Task prompt
Give back each line of the material that contains the word "Router".

Data
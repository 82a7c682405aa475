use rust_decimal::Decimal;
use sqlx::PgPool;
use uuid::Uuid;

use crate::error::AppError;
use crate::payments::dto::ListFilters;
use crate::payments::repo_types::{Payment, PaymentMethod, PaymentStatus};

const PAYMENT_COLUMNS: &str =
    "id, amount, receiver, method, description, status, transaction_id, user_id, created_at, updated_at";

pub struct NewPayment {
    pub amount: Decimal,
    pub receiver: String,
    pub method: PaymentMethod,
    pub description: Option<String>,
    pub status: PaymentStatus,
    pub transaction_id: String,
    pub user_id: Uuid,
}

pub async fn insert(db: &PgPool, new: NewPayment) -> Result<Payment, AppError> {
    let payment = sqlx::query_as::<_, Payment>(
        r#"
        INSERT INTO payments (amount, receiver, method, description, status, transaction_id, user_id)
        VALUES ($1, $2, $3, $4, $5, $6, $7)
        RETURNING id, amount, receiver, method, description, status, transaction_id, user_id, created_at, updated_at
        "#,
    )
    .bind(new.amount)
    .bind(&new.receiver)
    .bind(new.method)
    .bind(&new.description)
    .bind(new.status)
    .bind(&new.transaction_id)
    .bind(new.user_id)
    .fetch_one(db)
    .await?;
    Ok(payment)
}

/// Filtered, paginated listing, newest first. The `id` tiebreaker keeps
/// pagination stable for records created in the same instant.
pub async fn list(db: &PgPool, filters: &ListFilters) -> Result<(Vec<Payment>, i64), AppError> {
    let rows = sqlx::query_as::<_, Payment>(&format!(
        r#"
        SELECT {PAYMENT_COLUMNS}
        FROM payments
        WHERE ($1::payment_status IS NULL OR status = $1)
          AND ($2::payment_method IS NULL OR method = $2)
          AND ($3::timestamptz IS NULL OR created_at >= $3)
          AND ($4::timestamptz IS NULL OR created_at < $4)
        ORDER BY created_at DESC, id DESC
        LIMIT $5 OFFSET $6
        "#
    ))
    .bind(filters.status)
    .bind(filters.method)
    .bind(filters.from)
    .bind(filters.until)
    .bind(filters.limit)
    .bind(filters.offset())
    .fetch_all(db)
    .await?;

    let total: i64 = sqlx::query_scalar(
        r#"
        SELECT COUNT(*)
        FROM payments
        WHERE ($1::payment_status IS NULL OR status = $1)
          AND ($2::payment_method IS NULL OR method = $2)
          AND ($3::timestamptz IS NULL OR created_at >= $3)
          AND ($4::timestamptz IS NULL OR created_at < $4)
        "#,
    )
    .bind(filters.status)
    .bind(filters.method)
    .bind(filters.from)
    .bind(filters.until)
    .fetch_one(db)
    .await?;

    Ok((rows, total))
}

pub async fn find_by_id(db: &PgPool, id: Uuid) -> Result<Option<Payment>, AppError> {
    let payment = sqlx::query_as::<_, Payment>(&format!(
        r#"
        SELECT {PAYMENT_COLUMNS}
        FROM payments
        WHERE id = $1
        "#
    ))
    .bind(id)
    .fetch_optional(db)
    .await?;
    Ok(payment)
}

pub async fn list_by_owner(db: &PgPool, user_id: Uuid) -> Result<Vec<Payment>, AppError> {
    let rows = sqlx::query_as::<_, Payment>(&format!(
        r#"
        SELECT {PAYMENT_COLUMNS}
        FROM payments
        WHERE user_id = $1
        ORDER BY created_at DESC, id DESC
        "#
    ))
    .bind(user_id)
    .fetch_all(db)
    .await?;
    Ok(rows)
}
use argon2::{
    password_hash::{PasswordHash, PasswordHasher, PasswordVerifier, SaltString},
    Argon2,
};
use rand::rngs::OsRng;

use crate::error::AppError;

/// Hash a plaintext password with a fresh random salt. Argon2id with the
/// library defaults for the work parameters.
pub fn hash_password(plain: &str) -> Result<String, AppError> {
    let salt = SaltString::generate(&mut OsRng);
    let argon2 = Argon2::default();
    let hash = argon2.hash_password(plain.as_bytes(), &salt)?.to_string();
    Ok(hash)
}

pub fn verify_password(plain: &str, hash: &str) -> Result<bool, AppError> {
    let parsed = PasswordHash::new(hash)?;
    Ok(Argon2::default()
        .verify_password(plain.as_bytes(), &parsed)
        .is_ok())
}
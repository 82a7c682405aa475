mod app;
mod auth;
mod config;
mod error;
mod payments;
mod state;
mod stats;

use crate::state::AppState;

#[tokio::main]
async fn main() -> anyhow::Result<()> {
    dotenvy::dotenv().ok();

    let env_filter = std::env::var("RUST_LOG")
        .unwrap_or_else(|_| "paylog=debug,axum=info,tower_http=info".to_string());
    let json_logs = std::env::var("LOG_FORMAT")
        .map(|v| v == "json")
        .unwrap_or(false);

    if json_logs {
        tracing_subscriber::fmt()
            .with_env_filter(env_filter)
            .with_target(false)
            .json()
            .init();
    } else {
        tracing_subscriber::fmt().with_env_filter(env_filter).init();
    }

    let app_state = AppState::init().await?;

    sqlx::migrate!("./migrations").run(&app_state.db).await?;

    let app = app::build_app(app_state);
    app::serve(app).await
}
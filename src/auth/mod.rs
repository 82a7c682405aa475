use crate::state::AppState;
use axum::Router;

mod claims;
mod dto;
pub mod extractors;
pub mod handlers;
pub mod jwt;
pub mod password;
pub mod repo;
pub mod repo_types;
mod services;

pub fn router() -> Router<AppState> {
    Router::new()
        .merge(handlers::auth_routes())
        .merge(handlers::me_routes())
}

* * *

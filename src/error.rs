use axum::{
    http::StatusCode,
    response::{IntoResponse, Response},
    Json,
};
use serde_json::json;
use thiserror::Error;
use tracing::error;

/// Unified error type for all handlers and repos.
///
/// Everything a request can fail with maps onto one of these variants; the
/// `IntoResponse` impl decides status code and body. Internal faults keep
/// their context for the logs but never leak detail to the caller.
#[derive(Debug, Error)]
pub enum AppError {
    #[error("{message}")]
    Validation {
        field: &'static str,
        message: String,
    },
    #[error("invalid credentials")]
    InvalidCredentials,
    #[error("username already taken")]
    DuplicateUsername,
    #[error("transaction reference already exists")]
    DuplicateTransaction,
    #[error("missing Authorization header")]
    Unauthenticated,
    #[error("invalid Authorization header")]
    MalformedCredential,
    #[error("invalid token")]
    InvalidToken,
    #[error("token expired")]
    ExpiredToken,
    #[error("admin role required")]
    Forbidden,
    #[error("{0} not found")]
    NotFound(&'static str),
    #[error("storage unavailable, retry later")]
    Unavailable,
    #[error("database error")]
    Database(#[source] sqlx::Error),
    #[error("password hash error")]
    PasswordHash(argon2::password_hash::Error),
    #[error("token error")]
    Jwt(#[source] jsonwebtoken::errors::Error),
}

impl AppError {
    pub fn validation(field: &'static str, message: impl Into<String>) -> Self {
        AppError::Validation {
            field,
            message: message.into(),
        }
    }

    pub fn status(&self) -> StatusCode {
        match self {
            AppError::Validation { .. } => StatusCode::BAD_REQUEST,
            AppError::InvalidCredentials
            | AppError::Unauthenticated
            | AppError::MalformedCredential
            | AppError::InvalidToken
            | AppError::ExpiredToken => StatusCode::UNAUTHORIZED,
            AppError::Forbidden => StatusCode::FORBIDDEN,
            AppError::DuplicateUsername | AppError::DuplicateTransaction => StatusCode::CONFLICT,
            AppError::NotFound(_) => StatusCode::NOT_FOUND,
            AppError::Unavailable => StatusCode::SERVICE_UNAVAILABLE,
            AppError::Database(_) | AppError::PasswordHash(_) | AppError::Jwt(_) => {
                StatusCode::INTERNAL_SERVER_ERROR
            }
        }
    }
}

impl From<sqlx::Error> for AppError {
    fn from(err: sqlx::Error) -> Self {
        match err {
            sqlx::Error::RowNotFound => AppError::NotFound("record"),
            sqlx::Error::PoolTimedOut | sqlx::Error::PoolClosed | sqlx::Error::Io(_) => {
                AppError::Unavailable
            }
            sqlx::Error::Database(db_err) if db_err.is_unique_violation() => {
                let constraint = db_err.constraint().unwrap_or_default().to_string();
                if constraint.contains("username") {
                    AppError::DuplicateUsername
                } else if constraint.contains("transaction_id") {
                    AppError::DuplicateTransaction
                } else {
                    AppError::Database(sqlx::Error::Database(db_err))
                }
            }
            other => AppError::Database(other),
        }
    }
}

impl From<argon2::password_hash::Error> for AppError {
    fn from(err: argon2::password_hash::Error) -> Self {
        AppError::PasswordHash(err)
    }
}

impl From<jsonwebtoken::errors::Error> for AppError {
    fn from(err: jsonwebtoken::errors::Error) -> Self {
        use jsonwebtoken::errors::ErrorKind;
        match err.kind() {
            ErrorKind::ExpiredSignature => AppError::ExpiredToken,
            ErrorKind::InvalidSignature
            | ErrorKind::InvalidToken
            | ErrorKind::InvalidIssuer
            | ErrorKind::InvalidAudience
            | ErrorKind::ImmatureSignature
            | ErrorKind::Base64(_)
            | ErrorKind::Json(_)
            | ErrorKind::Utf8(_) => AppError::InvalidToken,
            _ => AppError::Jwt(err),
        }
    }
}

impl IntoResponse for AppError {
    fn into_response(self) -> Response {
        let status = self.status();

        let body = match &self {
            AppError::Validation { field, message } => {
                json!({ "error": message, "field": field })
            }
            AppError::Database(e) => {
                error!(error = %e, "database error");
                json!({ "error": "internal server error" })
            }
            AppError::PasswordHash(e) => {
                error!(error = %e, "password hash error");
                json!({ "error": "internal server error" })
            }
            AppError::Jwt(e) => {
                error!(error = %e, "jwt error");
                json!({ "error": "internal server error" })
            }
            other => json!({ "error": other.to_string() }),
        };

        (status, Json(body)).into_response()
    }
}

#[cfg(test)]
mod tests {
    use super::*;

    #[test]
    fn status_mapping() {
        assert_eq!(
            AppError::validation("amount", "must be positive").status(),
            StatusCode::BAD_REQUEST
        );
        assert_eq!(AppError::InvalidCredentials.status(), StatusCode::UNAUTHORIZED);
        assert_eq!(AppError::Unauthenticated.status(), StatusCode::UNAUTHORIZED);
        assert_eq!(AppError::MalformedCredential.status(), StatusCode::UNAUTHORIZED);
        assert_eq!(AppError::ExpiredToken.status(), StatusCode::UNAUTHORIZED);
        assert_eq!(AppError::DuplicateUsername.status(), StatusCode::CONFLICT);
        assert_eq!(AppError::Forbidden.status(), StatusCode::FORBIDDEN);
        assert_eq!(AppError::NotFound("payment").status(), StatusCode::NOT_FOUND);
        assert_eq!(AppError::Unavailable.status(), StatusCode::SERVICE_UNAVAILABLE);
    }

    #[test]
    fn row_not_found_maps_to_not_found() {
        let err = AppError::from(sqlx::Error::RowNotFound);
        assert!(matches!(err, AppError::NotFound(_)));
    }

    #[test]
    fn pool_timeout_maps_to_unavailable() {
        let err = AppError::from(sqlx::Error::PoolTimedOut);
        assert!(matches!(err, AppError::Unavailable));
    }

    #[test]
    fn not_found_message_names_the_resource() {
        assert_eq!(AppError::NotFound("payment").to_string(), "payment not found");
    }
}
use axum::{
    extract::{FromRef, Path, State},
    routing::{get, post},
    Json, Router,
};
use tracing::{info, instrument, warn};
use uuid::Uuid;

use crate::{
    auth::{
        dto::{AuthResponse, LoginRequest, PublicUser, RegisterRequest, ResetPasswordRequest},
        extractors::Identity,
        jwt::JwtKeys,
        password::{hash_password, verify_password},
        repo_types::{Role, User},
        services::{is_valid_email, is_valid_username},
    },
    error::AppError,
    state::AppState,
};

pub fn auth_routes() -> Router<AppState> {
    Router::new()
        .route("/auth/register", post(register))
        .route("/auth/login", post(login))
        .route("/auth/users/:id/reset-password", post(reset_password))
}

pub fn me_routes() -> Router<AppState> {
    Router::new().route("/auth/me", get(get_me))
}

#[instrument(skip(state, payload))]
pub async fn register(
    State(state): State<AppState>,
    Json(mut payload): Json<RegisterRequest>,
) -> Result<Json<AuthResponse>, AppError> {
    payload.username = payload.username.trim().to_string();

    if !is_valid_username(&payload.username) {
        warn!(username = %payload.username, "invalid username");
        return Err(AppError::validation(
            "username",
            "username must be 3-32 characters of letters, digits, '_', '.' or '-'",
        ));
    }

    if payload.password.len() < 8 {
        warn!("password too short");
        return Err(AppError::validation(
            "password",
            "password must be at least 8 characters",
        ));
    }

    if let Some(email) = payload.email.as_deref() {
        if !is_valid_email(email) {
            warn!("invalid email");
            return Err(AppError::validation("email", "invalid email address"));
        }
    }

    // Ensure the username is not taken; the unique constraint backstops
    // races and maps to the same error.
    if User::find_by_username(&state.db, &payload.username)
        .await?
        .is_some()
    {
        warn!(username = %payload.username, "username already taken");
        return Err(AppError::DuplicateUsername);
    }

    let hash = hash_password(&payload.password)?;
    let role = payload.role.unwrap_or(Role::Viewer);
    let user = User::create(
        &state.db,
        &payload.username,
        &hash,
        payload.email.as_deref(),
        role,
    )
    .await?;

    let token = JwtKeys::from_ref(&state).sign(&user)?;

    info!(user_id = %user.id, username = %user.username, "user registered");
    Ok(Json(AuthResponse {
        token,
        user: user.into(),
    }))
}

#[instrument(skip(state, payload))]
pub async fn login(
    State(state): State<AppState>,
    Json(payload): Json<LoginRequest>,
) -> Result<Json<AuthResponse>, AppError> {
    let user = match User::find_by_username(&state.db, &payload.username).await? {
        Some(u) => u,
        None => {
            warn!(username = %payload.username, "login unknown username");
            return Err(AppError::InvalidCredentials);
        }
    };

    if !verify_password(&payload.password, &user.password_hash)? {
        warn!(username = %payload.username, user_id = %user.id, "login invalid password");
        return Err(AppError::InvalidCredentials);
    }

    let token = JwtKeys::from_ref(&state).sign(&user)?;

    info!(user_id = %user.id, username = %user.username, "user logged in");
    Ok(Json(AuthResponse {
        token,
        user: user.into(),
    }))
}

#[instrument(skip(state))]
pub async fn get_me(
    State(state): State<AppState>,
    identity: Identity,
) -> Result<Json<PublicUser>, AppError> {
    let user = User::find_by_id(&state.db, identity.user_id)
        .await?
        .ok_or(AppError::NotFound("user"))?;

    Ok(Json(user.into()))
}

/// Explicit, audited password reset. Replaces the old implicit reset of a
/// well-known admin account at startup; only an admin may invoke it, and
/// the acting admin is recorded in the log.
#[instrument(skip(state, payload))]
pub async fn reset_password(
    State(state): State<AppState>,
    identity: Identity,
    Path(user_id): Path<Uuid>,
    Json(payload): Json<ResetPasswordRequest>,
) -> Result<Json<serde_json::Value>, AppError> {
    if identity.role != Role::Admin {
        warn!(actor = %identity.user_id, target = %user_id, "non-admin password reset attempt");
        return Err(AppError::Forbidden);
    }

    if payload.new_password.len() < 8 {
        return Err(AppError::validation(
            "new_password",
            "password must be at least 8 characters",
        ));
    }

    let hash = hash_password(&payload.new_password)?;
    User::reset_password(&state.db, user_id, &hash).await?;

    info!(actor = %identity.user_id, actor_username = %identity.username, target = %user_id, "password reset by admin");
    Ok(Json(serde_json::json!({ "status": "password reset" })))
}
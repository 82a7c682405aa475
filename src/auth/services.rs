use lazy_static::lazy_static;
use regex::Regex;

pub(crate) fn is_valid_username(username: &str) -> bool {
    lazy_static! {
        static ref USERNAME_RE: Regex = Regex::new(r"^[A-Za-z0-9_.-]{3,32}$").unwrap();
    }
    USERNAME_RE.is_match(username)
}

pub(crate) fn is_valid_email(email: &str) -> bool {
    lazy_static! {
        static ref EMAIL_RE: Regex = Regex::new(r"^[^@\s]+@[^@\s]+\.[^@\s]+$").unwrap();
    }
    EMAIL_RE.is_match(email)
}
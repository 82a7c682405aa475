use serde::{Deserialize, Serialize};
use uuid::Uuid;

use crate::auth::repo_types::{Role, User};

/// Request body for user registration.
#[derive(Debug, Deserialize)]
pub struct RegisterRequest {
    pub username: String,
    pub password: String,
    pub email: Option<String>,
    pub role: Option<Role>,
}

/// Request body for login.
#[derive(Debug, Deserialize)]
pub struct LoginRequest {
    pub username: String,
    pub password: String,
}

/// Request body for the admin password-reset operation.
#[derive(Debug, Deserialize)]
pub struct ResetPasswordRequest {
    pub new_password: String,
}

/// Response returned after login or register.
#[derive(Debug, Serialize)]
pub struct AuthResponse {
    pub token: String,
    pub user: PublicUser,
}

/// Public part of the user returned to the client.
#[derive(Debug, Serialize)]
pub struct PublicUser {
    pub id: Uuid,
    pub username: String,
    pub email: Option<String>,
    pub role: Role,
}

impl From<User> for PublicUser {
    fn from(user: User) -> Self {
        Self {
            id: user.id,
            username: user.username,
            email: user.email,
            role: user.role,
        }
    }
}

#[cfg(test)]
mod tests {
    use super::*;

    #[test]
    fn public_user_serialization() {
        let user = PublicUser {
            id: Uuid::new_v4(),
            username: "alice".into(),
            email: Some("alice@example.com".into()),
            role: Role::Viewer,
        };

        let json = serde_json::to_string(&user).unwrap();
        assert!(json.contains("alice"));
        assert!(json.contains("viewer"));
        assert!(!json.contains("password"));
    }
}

Solved problem
use axum::Router;
pub fn router() -> Router<AppState> {
    Router::new()
    Json, Router,
pub fn auth_routes() -> Router<AppState> {
    Router::new()
pub fn me_routes() -> Router<AppState> {
    Router::new().route("/auth/me", get(get_me))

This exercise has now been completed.